Mahama's party, the National Democratic Congress (NDC), won the December 2012 Presidential and Parliamentary election by 50.7% of the vote.
Zuma, accompanied by International Relations and Cooperation Minister Maite Nkoana-Mashabane, will be attending the inauguration ceremony at Independence Square in the capital Accra.
According to the Presidency, the President's attendance reinforces the strong bilateral and economic relations that South Africa and Ghana share.
These relations will be stretched further when they meet for the Permanent Joint Commission for Co-operation (PJCC) in the coming months.
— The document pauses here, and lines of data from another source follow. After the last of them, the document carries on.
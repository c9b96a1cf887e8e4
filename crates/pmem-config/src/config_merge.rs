/// Deep merge two TOML values. Overlay wins for non-table values.
/// Tables are merged recursively (project-level keys override user-level keys).
pub(crate) fn merge_toml_values(base: toml::Value, overlay: toml::Value) -> toml::Value {
    match (base, overlay) {
        (toml::Value::Table(mut base_map), toml::Value::Table(overlay_map)) => {
            for (key, overlay_val) in overlay_map {
                let merged_val = match base_map.remove(&key) {
                    Some(base_val) => merge_toml_values(base_val, overlay_val),
                    None => overlay_val,
                };
                base_map.insert(key, merged_val);
            }
            toml::Value::Table(base_map)
        }
        (_, overlay) => overlay,
    }
}
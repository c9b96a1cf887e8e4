use pmem_core::{Decision, DecisionCategory, Impact, MadeBy, infer_category, infer_impact, stable_id};
use tracing::debug;

use crate::dates::split_dated_heading;
use crate::fields::{Fields, parse_flag, strip_code_span};
use crate::sections::{lines_of, split_sections};

/// Parse a Decisions log: one `## <date> - <title>` section per decision.
pub fn parse_decisions(text: &str) -> Vec<Decision> {
    let lines = lines_of(text);
    let mut decisions = Vec::new();

    for section in split_sections(&lines, 2) {
        let Some((raw_date, timestamp, title)) = split_dated_heading(section.heading) else {
            debug!(section = %section.heading, "Dropping decision section without date-title heading");
            continue;
        };
        let fields = Fields::parse(section.body);
        let body_text = section.body.join("\n");

        let mut decision = Decision {
            id: stable_id(&[raw_date, title]),
            timestamp,
            decision: title.to_string(),
            category: DecisionCategory::BusinessLogic,
            reasoning: fields
                .value(&["reasoning", "why", "rationale"])
                .unwrap_or_default(),
            alternatives_considered: fields.list(&["alternatives considered", "alternatives"]),
            made_by: fields
                .value(&["made by", "decided by", "by"])
                .and_then(|v| MadeBy::from_label(&v))
                .unwrap_or(MadeBy::Ai),
            user_approved: fields
                .value(&["user approved", "approved"])
                .and_then(|v| parse_flag(&v))
                .unwrap_or(false),
            reversible: is_reversible(&fields, &body_text),
            impact: fields
                .value(&["impact"])
                .and_then(|v| Impact::from_label(&v))
                .unwrap_or_else(|| infer_impact(&body_text)),
            related_files: fields
                .list(&["related files", "files"])
                .iter()
                .map(|f| strip_code_span(f))
                .filter(|f| !f.is_empty())
                .collect(),
            related_decisions: Vec::new(),
        };
        decision.category = fields
            .value(&["category"])
            .and_then(|v| DecisionCategory::from_label(&v))
            .unwrap_or_else(|| infer_category(&decision));

        decisions.push(decision);
    }

    debug!(count = decisions.len(), "Parsed decisions");
    decisions
}

/// Reversible unless labeled otherwise or the body calls it irreversible.
fn is_reversible(fields: &Fields, body_text: &str) -> bool {
    if let Some(flag) = fields.value(&["reversible"]).and_then(|v| parse_flag(&v)) {
        return flag;
    }
    !body_text.to_lowercase().contains("irreversible")
}
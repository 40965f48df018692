//! One 3-point match between Alice and Bob, written out in every supported
//! encoding.
//!
//! Game 1 (0-0): Alice 31 8/5 6/5; Bob 64 24/18 18/14; Alice declines to
//! double, rolls 62 24/18 13/11*; Bob doubles, Alice takes; Bob 54 bar/21
//! 13/8; Alice 44 13/9(2) 6/2(2); Alice redoubles, Bob drops. Alice +2.
//! Game 2 (2-0): Bob 65 24/18 18/13; Alice 52 13/8 13/11; Bob resigns.
//! Alice +1.

use super::*;
use crate::models::BOARD_SLOTS;

const PAD: i32 = -1;

fn xg_opening() -> XgPosition {
    let mut checkers = [0i8; BOARD_SLOTS];
    for (point, count) in [(24, 2), (13, 5), (8, 3), (6, 5)] {
        checkers[point] = count;
    }
    for (point, count) in [(1, -2), (12, -5), (17, -3), (19, -5)] {
        checkers[point] = count;
    }
    XgPosition { checkers, cube: 1, cube_pos: 0 }
}

/// Board before Bob's bar entry, seen from Bob's side.
fn xg_before_bar_entry() -> XgPosition {
    let mut checkers = [0i8; BOARD_SLOTS];
    for (point, count) in [(25, 1), (24, 1), (13, 5), (8, 3), (6, 5)] {
        checkers[point] = count;
    }
    for (point, count) in [(1, -1), (7, -1), (12, -4), (14, -1), (17, -2), (19, -4), (20, -2)] {
        checkers[point] = count;
    }
    XgPosition { checkers, cube: 2, cube_pos: -1 }
}

fn xg_checker(player: i32, dice: [i32; 2], pairs: &[(i32, i32)]) -> XgMove {
    XgMove::Checker {
        active_player: player,
        dice,
        played_move: flat(pairs),
        position: None,
        analysis: Vec::new(),
    }
}

fn xg_cube(player: i32, double: i32, take: i32) -> XgMove {
    XgMove::Cube { active_player: player, double, take, position: None, analysis: None }
}

fn flat(pairs: &[(i32, i32)]) -> [i32; 8] {
    let mut out = [PAD; 8];
    for (i, (from, to)) in pairs.iter().enumerate() {
        out[i * 2] = *from;
        out[i * 2 + 1] = *to;
    }
    out
}

pub(crate) fn xg_native() -> XgMatch {
    let (alice, bob) = (-1, 1);

    let mut opening = xg_checker(alice, [3, 1], &[(8, 5), (6, 5)]);
    if let XgMove::Checker { position, analysis, .. } = &mut opening {
        *position = Some(xg_opening());
        *analysis = vec![
            XgMoveAnalysis {
                depth: 2,
                moves: flat(&[(8, 5), (6, 5)]),
                equity: 0.152,
                chances: [0.54, 0.16, 0.01, 0.46, 0.12, 0.005],
            },
            XgMoveAnalysis {
                depth: 2,
                moves: flat(&[(24, 23), (13, 10)]),
                equity: -0.012,
                chances: [0.5, 0.14, 0.01, 0.5, 0.13, 0.006],
            },
        ];
    }

    let no_double = XgMove::Cube {
        active_player: alice,
        double: 0,
        take: -1,
        position: None,
        analysis: Some(XgCubeAnalysis {
            depth: 2,
            chances: [0.55, 0.15, 0.01, 0.45, 0.11, 0.004],
            cubeful_no_double: 0.11,
            cubeful_double_take: 0.05,
            cubeful_double_pass: 1.0,
        }),
    };

    let mut bar_entry = xg_checker(bob, [5, 4], &[(25, 21), (13, 8)]);
    if let XgMove::Checker { position, .. } = &mut bar_entry {
        *position = Some(xg_before_bar_entry());
    }

    let mut second_opening = xg_checker(bob, [6, 5], &[(24, 18), (18, 13)]);
    if let XgMove::Checker { position, .. } = &mut second_opening {
        *position = Some(xg_opening());
    }

    XgMatch {
        metadata: XgMetadata {
            player1_name: "Alice".into(),
            player2_name: "Bob".into(),
            event: "Club Championship".into(),
            location: "Online".into(),
            round: "Final".into(),
            match_length: 3,
            date_time: "2024-03-09 20:15:00".into(),
        },
        games: vec![
            XgGame {
                game_number: 1,
                initial_score: [0, 0],
                winner: alice,
                points_won: 2,
                moves: vec![
                    opening,
                    xg_checker(bob, [6, 4], &[(24, 18), (18, 14)]),
                    no_double,
                    xg_checker(alice, [6, 2], &[(24, 18), (13, 11)]),
                    xg_cube(bob, 1, 1),
                    bar_entry,
                    xg_checker(alice, [4, 4], &[(13, 9), (13, 9), (6, 2), (6, 2)]),
                    xg_cube(alice, 1, 0),
                ],
            },
            XgGame {
                game_number: 2,
                initial_score: [2, 0],
                winner: alice,
                points_won: 1,
                moves: vec![second_opening, xg_checker(alice, [5, 2], &[(13, 8), (13, 11)])],
            },
        ],
    }
}

pub(crate) fn xg_match() -> RawTranscript {
    RawTranscript::Xg(xg_native())
}

fn gnubg_checker(player: u8, dice: [i32; 2], moves: &[[i32; 2]]) -> GnubgRecord {
    GnubgRecord::Move {
        player,
        dice,
        moves: moves.to_vec(),
        board: None,
        analysis: Vec::new(),
        cube_eval: None,
    }
}

fn gnubg_cube(player: u8, action: &str) -> GnubgRecord {
    GnubgRecord::Cube { player, action: action.into(), board: None, evaluation: None }
}

fn gnubg_info() -> GnubgMatchInfo {
    GnubgMatchInfo {
        player_names: ["Alice".into(), "Bob".into()],
        match_length: 3,
        event: "Club Championship".into(),
        round: "Final".into(),
        place: "Online".into(),
        date: Some("2024-03-09".into()),
    }
}

/// Board before Alice's 62, Alice on roll.
fn sgf_before_hit() -> GnubgBoard {
    let mut an_board = [[0u8; 25]; 2];
    for (index, count) in [(23, 2), (12, 5), (7, 2), (5, 4), (4, 2)] {
        an_board[1][index] = count;
    }
    for (index, count) in [(23, 1), (13, 1), (12, 5), (7, 3), (5, 5)] {
        an_board[0][index] = count;
    }
    GnubgBoard { an_board, cube_value: 1, cube_owner: -1 }
}

pub(crate) fn sgf_native() -> GnubgMatch {
    let mut opening = gnubg_checker(0, [1, 3], &[[7, 4], [5, 4]]);
    if let GnubgRecord::Move { analysis, .. } = &mut opening {
        *analysis = vec![
            GnubgMoveEval {
                plies: 2,
                rollout: true,
                moves: vec![[7, 4], [5, 4]],
                equity: 0.161,
                chances: [0.545, 0.158, 0.009, 0.455, 0.121, 0.005],
            },
            GnubgMoveEval {
                plies: 2,
                rollout: false,
                moves: vec![[12, 9], [12, 11]],
                equity: -0.027,
                chances: [0.5, 0.14, 0.01, 0.5, 0.13, 0.006],
            },
        ];
    }

    let no_double = GnubgRecord::Cube {
        player: 0,
        action: "No double".into(),
        board: None,
        evaluation: Some(GnubgCubeEval {
            plies: 3,
            rollout: false,
            chances: [0.552, 0.149, 0.01, 0.448, 0.112, 0.004],
            cubeful_no_double: 0.108,
            cubeful_double_take: 0.047,
            cubeful_double_pass: 1.0,
        }),
    };

    let mut hit = gnubg_checker(0, [6, 2], &[[23, 17], [12, 10]]);
    if let GnubgRecord::Move { board, .. } = &mut hit {
        *board = Some(sgf_before_hit());
    }

    GnubgMatch {
        source: GnubgSource::Sgf,
        info: gnubg_info(),
        games: vec![
            GnubgGame {
                game_number: 1,
                score: [0, 0],
                winner: 0,
                points: 2,
                records: vec![
                    opening,
                    gnubg_checker(1, [4, 6], &[[23, 17], [17, 13]]),
                    no_double,
                    hit,
                    gnubg_cube(1, "Double"),
                    gnubg_cube(0, "Take"),
                    gnubg_checker(1, [4, 5], &[[24, 20], [12, 7]]),
                    gnubg_checker(0, [4, 4], &[[12, 8], [12, 8], [5, 1], [5, 1]]),
                    gnubg_cube(0, "Redouble"),
                    gnubg_cube(1, "Drop"),
                ],
            },
            GnubgGame {
                game_number: 2,
                score: [2, 0],
                winner: 0,
                points: 1,
                records: vec![
                    gnubg_checker(1, [5, 6], &[[23, 17], [17, 12]]),
                    gnubg_checker(0, [2, 5], &[[12, 7], [12, 10]]),
                ],
            },
        ],
    }
}

pub(crate) fn sgf_match() -> RawTranscript {
    RawTranscript::Gnubg(sgf_native())
}

pub(crate) fn mat_match() -> RawTranscript {
    RawTranscript::Gnubg(GnubgMatch {
        source: GnubgSource::Mat,
        info: gnubg_info(),
        games: vec![
            GnubgGame {
                game_number: 1,
                score: [0, 0],
                winner: 0,
                points: 2,
                records: vec![
                    gnubg_checker(0, [3, 1], &[[8, 5], [6, 5]]),
                    gnubg_checker(1, [6, 4], &[[24, 18], [18, 14]]),
                    gnubg_checker(0, [6, 2], &[[24, 18], [13, 11]]),
                    gnubg_cube(1, "Doubles"),
                    gnubg_cube(0, "Takes"),
                    gnubg_checker(1, [5, 4], &[[25, 21], [13, 8]]),
                    gnubg_checker(0, [4, 4], &[[13, 9], [13, 9], [6, 2], [6, 2]]),
                    gnubg_cube(0, "Doubles"),
                    gnubg_cube(1, "Drops"),
                ],
            },
            GnubgGame {
                game_number: 2,
                score: [2, 0],
                winner: 0,
                points: 1,
                records: vec![
                    gnubg_checker(1, [6, 5], &[[24, 18], [18, 13]]),
                    gnubg_checker(0, [5, 2], &[[13, 8], [13, 11]]),
                ],
            },
        ],
    })
}

fn bgf_turn(player: u8, dice: [i32; 2], pairs: &[(i32, i32)]) -> BgfMove {
    let mut from: Vec<i32> = pairs.iter().map(|p| p.0).collect();
    let mut to: Vec<i32> = pairs.iter().map(|p| p.1).collect();
    from.resize(4, PAD);
    to.resize(4, PAD);
    BgfMove { player, dice, from, to, cube: None }
}

fn bgf_cube(player: u8, label: &str) -> BgfMove {
    BgfMove { player, dice: [0, 0], from: Vec::new(), to: Vec::new(), cube: Some(label.into()) }
}

pub(crate) fn bgf_match() -> RawTranscript {
    RawTranscript::Bgf(BgfMatch {
        player_names: ["alice".into(), "bob ".into()],
        match_length: 3,
        event: "Club Championship".into(),
        date: Some("09.03.2024".into()),
        games: vec![
            BgfGame {
                score: [0, 0],
                winner: 0,
                points: 2,
                moves: vec![
                    bgf_turn(0, [3, 1], &[(8, 5), (6, 5)]),
                    bgf_turn(1, [6, 4], &[(24, 18), (18, 14)]),
                    bgf_cube(0, "No Double"),
                    bgf_turn(0, [6, 2], &[(24, 18), (13, 11)]),
                    bgf_cube(1, "Double/Take"),
                    bgf_turn(1, [5, 4], &[(25, 21), (13, 8)]),
                    bgf_turn(0, [4, 4], &[(13, 9), (13, 9), (6, 2), (6, 2)]),
                    bgf_cube(0, "Redouble/Pass"),
                ],
            },
            BgfGame {
                score: [2, 0],
                winner: 0,
                points: 1,
                moves: vec![
                    bgf_turn(1, [6, 5], &[(24, 18), (18, 13)]),
                    bgf_turn(0, [5, 2], &[(13, 8), (13, 11)]),
                ],
            },
        ],
    })
}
The meeting, which was postponed due to the untimely passing of the late President John Evans Atta Mills, is expected to come up with action plans for the seven agreements/memoranda of understanding signed during a state visit in August 201. Further areas of co-operation will also be explored.
"Initially trade between the two countries concentrated on agricultural products, but since 2005 South Africa has begun to export value added manufactured capital goods to Ghana, reflecting the significant presence of SA multinationals in the Ghanaian economy," the Presidency said.
Ahead of his inauguration, Mahama called on all Ghanaians to forge ahead in unity.
While appraising the country's collective achievements over the past four years, he reminded Ghanaians of the hard work that lay ahead of them.
He called for all, especially politicians, to work towards greater cooperation and collaboration, irrespective of their political differences.
"Keeping the nation safe, anchoring our constitutional and democratic legacy on stronger moral and cultural values, growing stronger institutions; delivering on infrastructural development and social services, infrastructure and amenities to all parts of this nation, as well as affirming our status as a Pan African giant, remain far from finished," he said.
Mahama reminded the country's Members of Parliament that maintaining that success would only come in their shared responsibility to work towards the achievement of these goals.
For the long-term survival of the nation, Mahama believed all Ghanaians must agree and commit to a multi-partisan process to secure the future of the country.